Collected data entries
........
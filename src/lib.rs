//! # rangedl
//!
//! A concurrent, segmented HTTP download engine.
//!
//! ## Features
//!
//! - **Segmented transfers**: the resource is split into byte ranges fetched in parallel
//! - **Positioned writes**: every segment writes straight to its offset in the destination file
//! - **Pause / resume / stop**: cooperative control that parks workers without busy-waiting
//! - **Live progress**: aggregated bytes, throughput and ETA as a stream of snapshots
//! - **Async**: Built on Tokio; independent jobs run side by side
//!
//! ## Quick Start
//!
//! ```rust,no_run
//! use futures::StreamExt;
//! use rangedl::{DownloadEngine, EngineConfig};
//!
//! #[tokio::main]
//! async fn main() -> Result<(), Box<dyn std::error::Error>> {
//!     let engine = DownloadEngine::new(EngineConfig::default())?;
//!
//!     let handle = engine
//!         .start("https://example.com/file.zip", "file.zip", 8)
//!         .await?;
//!
//!     let mut progress = Box::pin(handle.subscribe());
//!     while let Some(snapshot) = progress.next().await {
//!         println!("{} bytes, {} B/s", snapshot.bytes_written, snapshot.throughput);
//!     }
//!
//!     println!("{:?}", handle.wait().await);
//!     Ok(())
//! }
//! ```

// Modules
pub mod config;
pub mod control;
pub mod engine;
pub mod error;
pub mod http;
pub mod output;
pub mod progress;
pub mod types;

// Re-exports for convenience
pub use config::{EngineConfig, HttpConfig};
pub use control::{ControlReceiver, ControlSignal, ControlState};
pub use engine::{DownloadEngine, DownloadHandle};
pub use error::{EngineError, NetworkErrorKind, Result, StorageErrorKind};
pub use output::OutputFile;
pub use progress::ProgressAggregator;
pub use types::{DownloadEvent, DownloadId, DownloadJob, DownloadOutcome, JobState, ProgressSnapshot};

// HTTP module exports
pub use http::{
    plan_segments, probe_server, ConnectionPool, Segment, SegmentWorker, ServerCapabilities,
    WorkerContext, WorkerExit,
};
........
- **Work instructions**:
For the string "exports", go through the entries above and copy each line where it occurs.

- **Worked solution**:
// Re-exports for convenience
// HTTP module exports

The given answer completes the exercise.